11/10/07

In udder news

The bottle on the left is an Ozarka eight-ounce bottle of fluoridated spring water. It has a "non-removable child-safe twist-cap". The cap is not recyclable, although the bottle is. The only way to remove the cap is to crush the bottle, which also means you can't refill the bottle with the fluoridated water from your own tap! Why does the cap need to be child-safe and non-removable if the bottle just contains water? Is it so the child doesn't swallow the cap? If so, someone needs to be paying closer attention to that child! Why are we so afraid of our tap water that we would spend $2.99 for sixty-four ounces of fluoridated Ozarka in eight difficult to recycle bottles?

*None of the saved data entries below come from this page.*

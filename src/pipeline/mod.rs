//! Pipeline components: cancellation, handoff queue, scanner, analyzer, controller.

pub mod analyzer;
pub mod cancel;
pub mod context;
pub mod controller;
pub mod error_handler;
pub mod queue;
pub mod task;
pub mod walk;

pub use analyzer::{analyze_file, run_consumer};
pub use cancel::CancelToken;
pub use context::{AnalyzerContext, RunContext, ScannerContext, StopFlag};
pub use controller::Controller;
pub use queue::HandoffQueue;
pub use task::{TaskHandle, spawn_task, wait_all};
pub use walk::{PassSummary, WalkOutcome, run_producer, scan_pass, to_outcome_walkdir};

I've checked with my recycling experts, and they report that the bottle crusher machine at the recycling plant causes the caps to pop off the bottles so they can be sorted out of the recycling stream. I bet the Cub Scout dens that tour the Allied Waste’s Material Recycling Facility in east Plano will love that part of the show! Taking my oldest son's scout group on that field trip was a riot. It was really loud. It was smashing and crushing. It had big machines. If it had shooting, the boys would have swooned with rapture. And now I find out about this bottle crusher that pops the caps off bottles making them shoot around. How fabulous is that? Where can we get the video???

Just an aside here. We took the Tiger Cubs on a tour behind the scenes at the grocery store. Then we stood out in the January Oklahoma wind feeding aluminum cans into the Golden Goat Can Bank, listening to the cans clunk down the chutes to the crusher, and waiting for coins to shoot out. This was also on the scout top ten list of favorites, but lacked the visual impact of the recycling plant.

The bottle on the right is also an Ozarka bottle--an eleven-ounce Aquapod that resembles a Hanna-Barbera cartoon rocket. I saved mine from volunteering at the Half marathon last weekend, washed them, and have been reusing them in my brown bag school lunches. One of the preschoolers informed me it looks "just like a cow's penis." Gack! Nevermind that cows...bulls...I don't want to explain gender differences to a three year old at lunchtime!

I hope the student really meant a cow's udder. One of the elementary students explained that we get milk from a cow by "pulling the strings". Kind of a reverse marionette, I guess.